Do we need a supranational authority to enforce social justice? The Vatican’s Pontifical Council for Justice and Peace (PJCP) seems to think so. Its new document, “Towards Reforming the International Financial and Monetary Systems in the Context of a Global Public Authority,” calls for global economic regulation by a supranational body and a central world bank to rule world financial institutions in an effort to enforce social justice. It also calls for numerous specific state interventions in the market such as taxing specific financial transactions.
As Jeff Tucker of the Ludwig von Mises Institute notes, this call for increased economic statism is particularly unfortunate because the document diagnoses the cause of the economic crisis relatively well. The problem was created by government manipulation of the monetary system and the inflation it fostered. Monetary inflation in the form of credit expansion fueled a housing bubble that spawned a derivative bubble and a general credit bubble. Such severe malinvestment necessarily resulted in a cluster of entrepreneurial losses as the inflationary boom reversed itself into the Great Recession. Because artificial central bank-created monetary inflation caused the problem, it seems unlikely that central bank-created monetary inflation can also solve the problem.
Additionally, the Vatican document promotes a severe error of mistaken jurisdictions. While it rightly warns against turning the market into an idol, it also claims that “the crisis has revealed behaviors like selfishness, collective greed and hoarding of goods on a great scale.”
While it is true that the crisis revealed many unholy practices, the Vatican’s PCJP is making a big mistake in thinking that behaviors such as selfishness and collective greed can be solved through global economic planning, or any state action for that matter. The institution that exists to make disciples of Christ in all nations is the church, not the state.
If Christians fear that a free economy will result in an unbridled capitalism that produces a society characterized by harsh, greedy, unrestrained industrialists who stop at nothing as they increase their fortunes, they misconstrue the nature of the free market. In a free society, entrepreneurs must convince people to voluntarily buy from them. The action of a profit-seeking entrepreneur, therefore, is far from unregulated. He will be constrained by his conscience and also regulated by consumer preferences. If people do not want to buy from an entrepreneur with a reputation for wrong-doing, no one can force them to. The accounting firm Arthur Andersen, for example, went into bankruptcy at the mere allegation of improper accounting.
The Christian ethic of private property does not allow Christians to use the coercive state to achieve their ends for a better society. Instead Christians are called to evangelize and disciple converts in the paths of righteousness. This is how the Church can properly act to regulate the economy. As the church is faithful in its mission, those who believe will begin to be more loving and kind to their neighbors. If Christians want different market outcomes, they should be obedient in their calling and have faith that God can transform the hearts and minds of men and women.
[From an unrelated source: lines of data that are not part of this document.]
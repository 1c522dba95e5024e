use anyhow::Result;

#[tokio::main(flavor = "current_thread")]
async fn main() -> Result<()> {
    directive_mcp::main_entry().await
}
//! Routing table shared by the tool surface and the legacy method surface.
//!
//! Every operation is listed once; its tool name, legacy method name and descriptor all derive
//! from that single entry so the two surfaces cannot drift apart.

use directive_knowledge::TemplateKind;
use schemars::JsonSchema;
use serde::{Deserialize, Serialize};
use serde_json::{json, Value};

/// Naming and result-shaping convention a request arrived through.
#[derive(Debug, Clone, Copy, PartialEq, Eq)]
pub enum Surface {
    /// Flat methods (`directive.file.get`); results are returned as-is.
    Legacy,
    /// `tools/call` by tool name; results are wrapped in a text-content envelope.
    Tool,
}

#[derive(Debug, Clone, Copy, PartialEq, Eq)]
pub enum Operation {
    ListFiles,
    ReadFile,
    Bundle(TemplateKind),
}

#[derive(Debug, Clone, Copy, PartialEq, Eq)]
pub struct Route {
    pub surface: Surface,
    pub operation: Operation,
}

/// Arguments of `directive/file.get` / `directive.file.get`.
#[derive(Debug, Deserialize, JsonSchema)]
#[schemars(deny_unknown_fields)]
pub(crate) struct FileGetArgs {
    /// Path under directive/ (e.g., directive/agent_context.md)
    pub path: String,
}

#[derive(Debug, Clone, Serialize)]
pub struct ToolDescriptor {
    pub name: &'static str,
    pub title: &'static str,
    pub description: String,
    #[serde(rename = "inputSchema")]
    pub input_schema: Value,
}

impl Operation {
    pub const ALL: [Operation; 5] = [
        Self::ListFiles,
        Self::ReadFile,
        Self::Bundle(TemplateKind::Spec),
        Self::Bundle(TemplateKind::Impact),
        Self::Bundle(TemplateKind::Tdr),
    ];

    pub fn tool_name(self) -> &'static str {
        match self {
            Self::ListFiles => "directive/files.list",
            Self::ReadFile => "directive/file.get",
            Self::Bundle(TemplateKind::Spec) => "directive/spec.template",
            Self::Bundle(TemplateKind::Impact) => "directive/impact.template",
            Self::Bundle(TemplateKind::Tdr) => "directive/tdr.template",
        }
    }

    pub fn legacy_method(self) -> &'static str {
        match self {
            Self::ListFiles => "directive.files.list",
            Self::ReadFile => "directive.file.get",
            Self::Bundle(TemplateKind::Spec) => "spec.template",
            Self::Bundle(TemplateKind::Impact) => "impact.template",
            Self::Bundle(TemplateKind::Tdr) => "tdr.template",
        }
    }

    pub fn name_on(self, surface: Surface) -> &'static str {
        match surface {
            Surface::Legacy => self.legacy_method(),
            Surface::Tool => self.tool_name(),
        }
    }

    pub fn lookup(surface: Surface, name: &str) -> Option<Route> {
        Self::ALL
            .into_iter()
            .find(|op| op.name_on(surface) == name)
            .map(|operation| Route { surface, operation })
    }

    fn title(self) -> &'static str {
        match self {
            Self::ListFiles => "List Directive Files",
            Self::ReadFile => "Read Directive File",
            Self::Bundle(TemplateKind::Spec) => "Spec Template Bundle",
            Self::Bundle(TemplateKind::Impact) => "Impact Template Bundle",
            Self::Bundle(TemplateKind::Tdr) => "TDR Template Bundle",
        }
    }

    fn description(self) -> String {
        match self {
            Self::ListFiles => {
                "List all files under the repository's directive/ directory (context and templates)."
                    .to_string()
            }
            Self::ReadFile => {
                "Read a file under directive/ by path and return its full contents verbatim."
                    .to_string()
            }
            Self::Bundle(kind) => {
                let article = if kind == TemplateKind::Impact { "an" } else { "a" };
                let subject = if kind == TemplateKind::Spec {
                    "a new Spec".to_string()
                } else {
                    format!("{article} {}", kind.document())
                };
                format!(
                    "Return Agent Operating Procedure, Agent Context, and the {} template, plus a concise Primer for drafting {subject}.",
                    template_label(kind)
                )
            }
        }
    }

    fn input_schema(self) -> Value {
        match self {
            Self::ReadFile => compact_schema(
                serde_json::to_value(schemars::schema_for!(FileGetArgs)).unwrap_or_default(),
            ),
            Self::ListFiles | Self::Bundle(_) => empty_object_schema(),
        }
    }

    pub fn descriptor(self) -> ToolDescriptor {
        ToolDescriptor {
            name: self.tool_name(),
            title: self.title(),
            description: self.description(),
            input_schema: self.input_schema(),
        }
    }
}

fn template_label(kind: TemplateKind) -> &'static str {
    match kind {
        TemplateKind::Spec => "Spec",
        TemplateKind::Impact => "Impact",
        TemplateKind::Tdr => "TDR",
    }
}

fn empty_object_schema() -> Value {
    json!({
        "type": "object",
        "additionalProperties": false,
        "properties": {},
    })
}

/// Drops generator metadata so the schema is plain draft-07 shape.
fn compact_schema(mut schema: Value) -> Value {
    if let Some(map) = schema.as_object_mut() {
        map.remove("$schema");
        map.remove("title");
        map.remove("description");
        map.entry("type").or_insert_with(|| json!("object"));
    }
    schema
}

/// Static tool catalog, in routing-table order.
pub fn tool_descriptors() -> Vec<ToolDescriptor> {
    Operation::ALL.into_iter().map(Operation::descriptor).collect()
}
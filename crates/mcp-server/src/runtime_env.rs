use std::env;
use std::path::PathBuf;

/// Environment variable naming the repository that holds `directive/`.
pub const REPO_ROOT_ENV: &str = "DIRECTIVE_REPO_ROOT";
/// Shorter alias of [`REPO_ROOT_ENV`], consulted second.
pub const ROOT_ALIAS_ENV: &str = "DIRECTIVE_ROOT";

/// Explicit repository root from the environment; blank values count as unset.
pub fn env_root_override() -> Option<PathBuf> {
    for key in [REPO_ROOT_ENV, ROOT_ALIAS_ENV] {
        if let Ok(value) = env::var(key) {
            let trimmed = value.trim();
            if !trimmed.is_empty() {
                return Some(PathBuf::from(trimmed));
            }
        }
    }
    None
}

/// `DIRECTIVE_REPO_ROOT` or `DIRECTIVE_ROOT`, falling back to the current working directory.
pub fn resolve_repo_root() -> std::io::Result<PathBuf> {
    match env_root_override() {
        Some(root) => Ok(root),
        None => env::current_dir(),
    }
}
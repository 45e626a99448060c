//! Shared test harness for integration tests.
//!
//! Provides [`MediaTree`], a temporary folder of empty video files, a
//! [`FakeProber`] with canned durations, and [`parse_playlist`] which reads a
//! written XSPF document back into plain structs.

#![allow(dead_code)]

use std::collections::HashMap;
use std::fs;
use std::path::{Path, PathBuf};

use quick_xml::events::{BytesStart, Event};
use quick_xml::Reader;
use tempfile::TempDir;
use vidtree_av::{DurationProber, Error as ProbeError};

/// A temporary media library.
pub struct MediaTree {
    pub dir: TempDir,
}

impl MediaTree {
    /// Create the library with an empty file at each relative path.
    pub fn with_files(files: &[&str]) -> Self {
        let dir = tempfile::tempdir().expect("failed to create temp dir");
        for rel in files {
            let path = dir.path().join(rel);
            fs::create_dir_all(path.parent().unwrap()).unwrap();
            fs::write(path, b"").unwrap();
        }
        Self { dir }
    }

    pub fn root(&self) -> &Path {
        self.dir.path()
    }

    pub fn path(&self, rel: &str) -> PathBuf {
        self.dir.path().join(rel)
    }
}

/// Returns durations by file name; unknown names fail to probe.
#[derive(Default)]
pub struct FakeProber {
    durations: HashMap<String, i64>,
}

impl FakeProber {
    pub fn new(durations: &[(&str, i64)]) -> Self {
        Self {
            durations: durations
                .iter()
                .map(|(name, ms)| (name.to_string(), *ms))
                .collect(),
        }
    }
}

impl DurationProber for FakeProber {
    fn name(&self) -> &'static str {
        "fake"
    }

    fn probe_duration_ms(&self, path: &Path) -> vidtree_av::Result<i64> {
        let name = path.file_name().unwrap().to_string_lossy();
        self.durations
            .get(name.as_ref())
            .copied()
            .ok_or_else(|| ProbeError::tool_failed("fake", format!("no duration for {name}")))
    }
}

#[derive(Debug, Default, Clone, PartialEq)]
pub struct ParsedTrack {
    pub location: String,
    pub duration: i64,
    pub id: usize,
}

#[derive(Debug, Default, Clone, PartialEq)]
pub struct ParsedNode {
    pub title: String,
    pub items: Vec<usize>,
    pub children: Vec<ParsedNode>,
}

impl ParsedNode {
    pub fn all_items(&self) -> Vec<usize> {
        let mut items = self.items.clone();
        for child in &self.children {
            items.extend(child.all_items());
        }
        items
    }
}

#[derive(Debug, Default, Clone, PartialEq)]
pub struct ParsedPlaylist {
    pub title: String,
    pub tracks: Vec<ParsedTrack>,
    pub nodes: Vec<ParsedNode>,
}

impl ParsedPlaylist {
    /// Every `vlc:item tid` in document order.
    pub fn item_ids(&self) -> Vec<usize> {
        self.nodes.iter().flat_map(ParsedNode::all_items).collect()
    }
}

fn attr(element: &BytesStart<'_>, name: &str) -> String {
    element
        .try_get_attribute(name)
        .unwrap()
        .unwrap_or_else(|| panic!("missing attribute {name}"))
        .unescape_value()
        .unwrap()
        .into_owned()
}

fn attach(parsed: &mut ParsedPlaylist, stack: &mut [ParsedNode], node: ParsedNode) {
    match stack.last_mut() {
        Some(parent) => parent.children.push(node),
        None => parsed.nodes.push(node),
    }
}

/// Parse a playlist written by vidtree.
pub fn parse_playlist(xml: &str) -> ParsedPlaylist {
    let mut reader = Reader::from_str(xml);
    reader.trim_text(true);

    let mut parsed = ParsedPlaylist::default();
    let mut open: Vec<String> = Vec::new();
    let mut nodes: Vec<ParsedNode> = Vec::new();

    loop {
        match reader.read_event().expect("invalid XML") {
            Event::Start(e) => {
                let name = String::from_utf8(e.name().as_ref().to_vec()).unwrap();
                match name.as_str() {
                    "track" => parsed.tracks.push(ParsedTrack::default()),
                    "vlc:node" => nodes.push(ParsedNode {
                        title: attr(&e, "title"),
                        ..Default::default()
                    }),
                    _ => {}
                }
                open.push(name);
            }
            Event::Empty(e) => match e.name().as_ref() {
                b"vlc:item" => nodes
                    .last_mut()
                    .expect("vlc:item outside vlc:node")
                    .items
                    .push(attr(&e, "tid").parse().unwrap()),
                b"vlc:node" => {
                    let node = ParsedNode {
                        title: attr(&e, "title"),
                        ..Default::default()
                    };
                    attach(&mut parsed, &mut nodes, node);
                }
                _ => {}
            },
            Event::Text(t) => {
                let text = t.unescape().unwrap().into_owned();
                match open.last().map(String::as_str) {
                    Some("title") => parsed.title = text,
                    Some("location") => parsed.tracks.last_mut().unwrap().location = text,
                    Some("duration") => {
                        parsed.tracks.last_mut().unwrap().duration = text.parse().unwrap()
                    }
                    Some("vlc:id") => parsed.tracks.last_mut().unwrap().id = text.parse().unwrap(),
                    _ => {}
                }
            }
            Event::End(e) => {
                if e.name().as_ref() == b"vlc:node" {
                    let node = nodes.pop().expect("unbalanced vlc:node");
                    attach(&mut parsed, &mut nodes, node);
                }
                open.pop();
            }
            Event::Eof => break,
            _ => {}
        }
    }

    parsed
}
Not only is state intervention in the economy an ineffective way to thwart spirits of greed and selfishness, it also runs contrary to the Christian ethic of private property. In so doing, government intervention in the marketplace is socially destructive, because it hampers voluntary exchange, artificially constrains the natural division of labor, and makes it harder for entrepreneurs to use prices in calculating profit and loss, thereby making it harder to direct scarce economic goods to their most valued ends. All of these consequences culminate in relative general impoverishment. Calls for a supranational central bank and global economic regulation in the wake of the economic crisis are the sort of destructive policy prescriptions we get when people do not understand basic economics or the nature and role of the Federal Reserve and state intervention in the economy.